North America received about 3 million boxes of cherries from Chile last season.

Vandenberg’s first arrivals of cherries by air are expected about Nov. 12, with the first vessel arrivals scheduled for about Dec. 6-10, just in time for peak volumes around the holidays, Padover said.

Vandenberg expects to have Chilean cherries available for sale in the U.S. through January, Padover said.

Cherries marketed by Lake Success, N.Y.-based William H. Kopke Jr. Inc. should begin arriving in early November, likely slightly later than normal, said Peter Kopke, the company’s president.

It was still too early to tell for sure what 2012-13 volumes would be, Kopke said.

“Right now the crop looks to be OK, but they still could have rain and frost,” he said.

Kopke typically sells Chilean cherries until late January.

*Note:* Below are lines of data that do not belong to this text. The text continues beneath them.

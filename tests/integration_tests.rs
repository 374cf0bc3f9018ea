//! Integration tests for flight-compare
//!
//! These tests drive the public API the way a results page does: records come
//! in as JSON, the user toggles a selection, the selected pair is compared and
//! an itinerary is built from what remains selected.

use flight_compare::ranking::mark_best_deals;
use flight_compare::{
    compare_flights, comparison_candidates, convenience_score, duration_hours, normalize_flights,
    parse_flights, summarize, CompareConfig, Flight, InsightKind, Itinerary, Normalizer,
    RecommendationReason, ScoringWeights, SelectionStore, ToggleOutcome,
};

/// Search results in the shape the results page receives them
const RESULTS_JSON: &str = r#"{
    "hasRealData": true,
    "flights": [
        {
            "id": "outbound_1",
            "airline": "Delta Airlines",
            "flightNumber": "DL1234",
            "departureAirport": "LAX",
            "arrivalAirport": "JFK",
            "departureTime": "08:15",
            "arrivalTime": "16:45",
            "departureDate": "2025-08-15",
            "duration": "5h 30m",
            "price": 300,
            "stops": 0
        },
        {
            "id": "outbound_2",
            "airline": "UA",
            "flightNumber": "UA88",
            "departureAirport": "LAX",
            "arrivalAirport": "JFK",
            "departureTime": "2025-08-15T10:00:00",
            "arrivalTime": "2025-08-15T19:30:00",
            "departureDate": "2025-08-15",
            "duration": "PT6H30M",
            "price": 250,
            "currency": "USD",
            "stops": 1
        },
        {
            "id": "outbound_3",
            "airline": "JetBlue",
            "flightNumber": "B6 415",
            "duration": "PT9H",
            "price": 180,
            "stops": 2
        }
    ]
}"#;

/// Helper function to create a minimal flight
fn create_flight(id: &str, price: f64, duration: &str) -> Flight {
    Flight {
        id: Some(id.to_string()),
        airline: "Test Air".to_string(),
        flight_number: id.to_uppercase(),
        duration: Some(duration.to_string()),
        price: Some(price),
        ..Default::default()
    }
}

#[test]
fn test_duration_examples() {
    assert_eq!(duration_hours(Some("2h 15m")), 2.25);
    assert_eq!(duration_hours(Some("PT2H15M")), 2.25);
    assert_eq!(duration_hours(None), 0.0);
    assert_eq!(duration_hours(Some("")), 0.0);
}

#[test]
fn test_convenience_boundaries() {
    assert!((convenience_score(Some(0)) - 0.8).abs() < 1e-9);
    assert!((convenience_score(Some(1)) - 0.4).abs() < 1e-9);
    assert!(convenience_score(Some(5)).abs() < 1e-9);
}

#[test]
fn test_normalized_prices() {
    let flights = vec![create_flight("a", 100.0, "1h"), create_flight("b", 200.0, "1h")];
    let normalized = normalize_flights(&flights);
    let prices: Vec<f64> = normalized.iter().map(|n| n.normalized.price).collect();
    assert_eq!(prices, vec![0.5, 0.0]);
}

#[test]
fn test_cheaper_but_slower_is_recommended() {
    let flights = vec![create_flight("a", 300.0, "5h"), create_flight("b", 250.0, "6h")];
    let normalized = normalize_flights(&flights);
    let summary = summarize(&normalized);

    let price = summary.insight(InsightKind::Price).unwrap();
    assert_eq!(price.label, "Test Air B");
    assert!(price.text.contains("$50"));

    let duration = summary.insight(InsightKind::Duration).unwrap();
    assert_eq!(duration.label, "Test Air A");
    assert!(duration.text.contains("1h 0m"));

    let recommendation = summary.recommendation.unwrap();
    assert_eq!(recommendation.flight.id.as_deref(), Some("b"));
    assert_eq!(recommendation.reason, RecommendationReason::LowerCost);
    assert_eq!(recommendation.reason.to_string(), "Lower cost");
}

#[test]
fn test_only_pairs_are_summarized() {
    let one = vec![create_flight("a", 300.0, "5h")];
    let three = vec![
        create_flight("a", 300.0, "5h"),
        create_flight("b", 250.0, "6h"),
        create_flight("c", 200.0, "7h"),
    ];
    for flights in [&one, &three] {
        let summary = summarize(&normalize_flights(flights));
        assert!(summary.insights.is_empty());
        assert!(summary.recommendation.is_none());
    }
}

#[test]
fn test_exact_tie_recommends_first() {
    let flights = vec![create_flight("a", 199.0, "PT3H"), create_flight("b", 199.0, "3h")];
    let summary = summarize(&normalize_flights(&flights));
    let recommendation = summary.recommendation.unwrap();
    assert_eq!(recommendation.index, 0);
    assert_eq!(recommendation.reason, RecommendationReason::LowerCost);
}

#[test]
fn test_selection_round_trips() {
    let flights = parse_flights(RESULTS_JSON).unwrap();
    let mut selection = SelectionStore::new();

    assert_eq!(selection.toggle(flights[0].clone()), ToggleOutcome::Added);
    assert_eq!(selection.toggle(flights[0].clone()), ToggleOutcome::Removed);
    assert!(selection.is_empty());

    selection.toggle(flights[1].clone());
    selection.toggle(flights[0].clone());
    let ids: Vec<_> = selection.all().iter().filter_map(|f| f.selection_id()).collect();
    assert_eq!(ids, vec!["outbound_2", "outbound_1"]);
    assert!(selection.is_selected("outbound_1"));
    assert!(!selection.is_selected("outbound_3"));

    selection.clear();
    assert!(selection.is_empty());
    assert!(!selection.is_selected("outbound_1"));
}

#[test]
fn test_results_page_flow() {
    let config = CompareConfig::default();
    let mut flights = parse_flights(RESULTS_JSON).unwrap();
    assert_eq!(flights.len(), 3);

    mark_best_deals(&mut flights, &config);
    assert!(flights.iter().all(|f| f.is_optimal));
    assert_eq!(flights[0].selection_id(), Some("outbound_3"));

    // User picks the Delta flight; it is compared against the first other result
    let selected = flights
        .iter()
        .find(|f| f.selection_id() == Some("outbound_1"))
        .unwrap();
    let pair = comparison_candidates(selected, &flights);
    let report = compare_flights(&pair, &Normalizer::new(&config));
    let recommendation = report.summary.recommendation.as_ref().unwrap();
    assert_eq!(recommendation.label, "JetBlue B6 415");
    assert_eq!(recommendation.reason, RecommendationReason::LowerCost);

    // Both the Delta and United flights end up in the itinerary
    let mut selection = SelectionStore::new();
    for flight in flights.iter().filter(|f| f.departure_airport == "LAX") {
        selection.toggle(flight.clone());
    }
    let itinerary = Itinerary::from_selection(&selection, &config);
    assert_eq!(itinerary.legs.len(), 2);
    assert_eq!(itinerary.totals.get("USD"), Some(&550.0));
    assert_eq!(itinerary.total_duration, "12h 0m");
    assert_eq!(itinerary.total_stops, 1);

    let leg = |id: &str| {
        itinerary
            .legs
            .iter()
            .find(|l| l.id.as_deref() == Some(id))
            .unwrap()
    };
    let delta = leg("outbound_1");
    assert_eq!(delta.label, "Delta Airlines DL1234");
    assert_eq!(delta.departure_time, "08:15");
    assert_eq!(delta.duration, "5h 30m");

    let united = leg("outbound_2");
    assert_eq!(united.label, "United Airlines UA88");
    assert_eq!(united.departure_time, "10:00 AM");
    assert_eq!(united.arrival_time, "07:30 PM");
    assert_eq!(united.duration, "6h 30m");
}

#[test]
fn test_custom_weights_change_value_score() {
    let flights = vec![create_flight("a", 100.0, "2h"), create_flight("b", 200.0, "2h")];

    let default_scores: Vec<f64> = normalize_flights(&flights)
        .iter()
        .map(|n| n.value_score)
        .collect();

    let config = CompareConfig {
        weights: ScoringWeights::new(0.0, 1.0).unwrap(),
        ..Default::default()
    };
    let convenience_only: Vec<f64> = Normalizer::new(&config)
        .normalize(&flights)
        .iter()
        .map(|n| n.value_score)
        .collect();

    assert!(default_scores[0] > default_scores[1]);
    // Same stop count, so convenience alone cannot separate them
    assert_eq!(convenience_only[0], convenience_only[1]);
}
//! # Flight Compare Library
//!
//! Client-side flight comparison for travel-planning front ends: duration
//! parsing, convenience scoring, per-set normalization, head-to-head insights
//! and the session selection store the UI shares between its components.
//!
//! Search results come from an external collaborator as [`Flight`] records;
//! everything here is synchronous and never fails on malformed records.

pub mod compare;
pub mod config;
pub mod display;
pub mod duration;
pub mod itinerary;
pub mod normalize;
pub mod ranking;
pub mod scoring;
pub mod selection;

use serde::{Deserialize, Serialize};
use thiserror::Error;

// Re-export main types for convenience
pub use compare::{
    compare_flights, comparison_candidates, summarize, ComparisonInsight, ComparisonReport,
    ComparisonSummary, InsightKind, Recommendation, RecommendationReason,
};
pub use config::CompareConfig;
pub use duration::{duration_hours, format_iso_duration, parse_duration, ParsedDuration};
pub use itinerary::{Itinerary, ItineraryLeg};
pub use normalize::{normalize_flights, NormalizedFlight, NormalizedMetrics, Normalizer};
pub use scoring::{convenience_score, value_score, ScoringWeights};
pub use selection::{SelectionStore, ToggleOutcome};

/// Currency assumed when a record carries none
pub const DEFAULT_CURRENCY: &str = "USD";

/// Error types for the comparison library
#[derive(Error, Debug)]
pub enum CompareError {
    #[error("I/O failed: {0}")]
    IoError(#[from] std::io::Error),

    #[error("JSON parsing failed: {0}")]
    JsonError(#[from] serde_json::Error),

    #[error("Invalid scoring weights: {0}")]
    InvalidWeights(String),

    #[error("Flight not found: {0}")]
    FlightNotFound(String),

    #[error("Invalid input: {0}")]
    InvalidInput(String),
}

/// Flight record as delivered by the search collaborator.
///
/// Every field is optional on the wire; missing values are resolved through
/// the `*_or_default` accessors rather than rejected.
#[derive(Debug, Clone, Default, PartialEq, Serialize, Deserialize)]
#[serde(rename_all = "camelCase", default)]
pub struct Flight {
    #[serde(deserialize_with = "deserialize_id")]
    pub id: Option<String>,
    pub airline: String,
    pub flight_number: String,
    pub departure_airport: String,
    pub arrival_airport: String,
    pub departure_time: String,
    pub arrival_time: String,
    pub departure_date: Option<String>,
    pub arrival_date: Option<String>,
    /// `PT#H#M` or `#h #m`
    pub duration: Option<String>,
    pub price: Option<f64>,
    pub currency: Option<String>,
    pub stops: Option<u32>,
    pub booking_link: Option<String>,
    pub cabin_class: Option<String>,
    pub is_optimal: bool,
}

impl Flight {
    /// Id usable for selection, if present and non-blank
    pub fn selection_id(&self) -> Option<&str> {
        self.id.as_deref().map(str::trim).filter(|id| !id.is_empty())
    }

    pub fn price_or_default(&self) -> f64 {
        match self.price {
            Some(price) if price.is_finite() => price.max(0.0),
            _ => 0.0,
        }
    }

    pub fn stops_or_default(&self) -> u32 {
        self.stops.unwrap_or(0)
    }

    pub fn currency_or<'a>(&'a self, default: &'a str) -> &'a str {
        self.currency
            .as_deref()
            .map(str::trim)
            .filter(|c| !c.is_empty())
            .unwrap_or(default)
    }

    /// Parsed duration in fractional hours (0 when absent or unparseable)
    pub fn duration_hours(&self) -> f64 {
        duration::duration_hours(self.duration.as_deref())
    }

    /// Label shown next to insights, e.g. "Delta Airlines DL1234"
    pub fn display_label(&self) -> String {
        let airline = self.airline.trim();
        let airline = if is_carrier_code(airline) {
            display::airline_name(airline)
        } else {
            airline
        };
        let label = format!("{} {}", airline, self.flight_number.trim());
        let label = label.trim();
        if !label.is_empty() {
            return label.to_string();
        }
        self.selection_id()
            .map(str::to_string)
            .unwrap_or_else(|| "Unknown flight".to_string())
    }
}

// Two character IATA designator such as `DL` or `B6`
fn is_carrier_code(airline: &str) -> bool {
    airline.len() == 2
        && airline
            .chars()
            .all(|c| c.is_ascii_uppercase() || c.is_ascii_digit())
}

/// Ids arrive as strings or bare numbers depending on the source
fn deserialize_id<'de, D>(deserializer: D) -> Result<Option<String>, D::Error>
where
    D: serde::Deserializer<'de>,
{
    #[derive(Deserialize)]
    #[serde(untagged)]
    enum RawId {
        Text(String),
        Number(serde_json::Number),
    }

    Ok(Option::<RawId>::deserialize(deserializer)?.map(|raw| match raw {
        RawId::Text(text) => text,
        RawId::Number(number) => number.to_string(),
    }))
}

/// Search results as delivered by the collaborator: either a bare JSON array
/// of flights or an object carrying them under `flights`.
#[derive(Deserialize)]
#[serde(untagged)]
enum FlightPayload {
    List(Vec<Flight>),
    Wrapped { flights: Vec<Flight> },
}

/// Parse flight records from JSON text
pub fn parse_flights(json: &str) -> Result<Vec<Flight>, CompareError> {
    let flights = match serde_json::from_str::<FlightPayload>(json)? {
        FlightPayload::List(flights) | FlightPayload::Wrapped { flights } => flights,
    };
    Ok(flights)
}

/// Read flight records from a JSON file
pub fn load_flights(path: impl AsRef<std::path::Path>) -> Result<Vec<Flight>, CompareError> {
    let text = std::fs::read_to_string(path)?;
    parse_flights(&text)
}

North American importers have to fight for their share of Chilean cherries, given ever-higher demand from Asian and other import rivals, but the category continues to thrive, Kopke said.

“The acceptance of Chilean cherries is excellent,” he said. “It’s the fastest-growing category in the history of the Chilean fruit business.”

Fall rains will likely wind up affecting Chilean cherries more than other fruits, said Josh Leichter, general manager of Reedley, Calif.-based Pacific Trellis Fruit LLC.

And when you add strong demand from other markets to Mother Nature’s effects, it could be an interesting year for the Chilean cherry deal in North America, Leichter said.

“There’s really strong demand for cherries in Asia,” he said. “How many come here remains to be seen.”


Asian pears

Western Fresh Marketing, Madera, Calif., expects to begin bringing in Asian pears from Chile at the end of February or beginning of March, slightly ahead of schedule, said Chris Kragie, deciduous fruit manager.

“Everything looks like it’s about a week early,” he said. “Growing conditions have been good. There haven’t been any freezes to date that are worrisome.”

Chilean Asian fruit growers could, however, use a little more moisture, Kragie said.

“It’s been very dry,” he said. “They haven’t received as much rain as they’d like. It’s a major concern this winter.”

Western Fresh expects to import about 15% more Asian pears from Chile this season, Kragie said.



Western Fresh expects about a 100% increase in its volumes of Chilean figs this season, Kragie said. That follows a 200% increase from 2010-11 to 2011-12.

“We were the first importer of fresh figs from Chile,” Kragie said.

Chile is expected to take over Western Fresh’s fresh fig deal from California in mid-December, Kragie said.

The company is now close to having year-round coverage on figs.

Only a three- to four-week gap in the spring, when Chile transitions back to California, prevents Western Fresh from supplying its customers with fresh figs 365 days a year, he said.


Other fruit

Western Fresh expects shipments of Chilean kiwifruit, which along with Asian pears is the company’s top commodity from Chile, to begin arriving in late March and sugar plums in late April, to be followed by persimmons, pomegranates and quinces later in the spring and summer, Kragie said.

The company expects volume increases in most if not all categories.

“We’ll have broad, across-the-board increases,” Kragie said. “We made the decision to stay with what we’re good at.”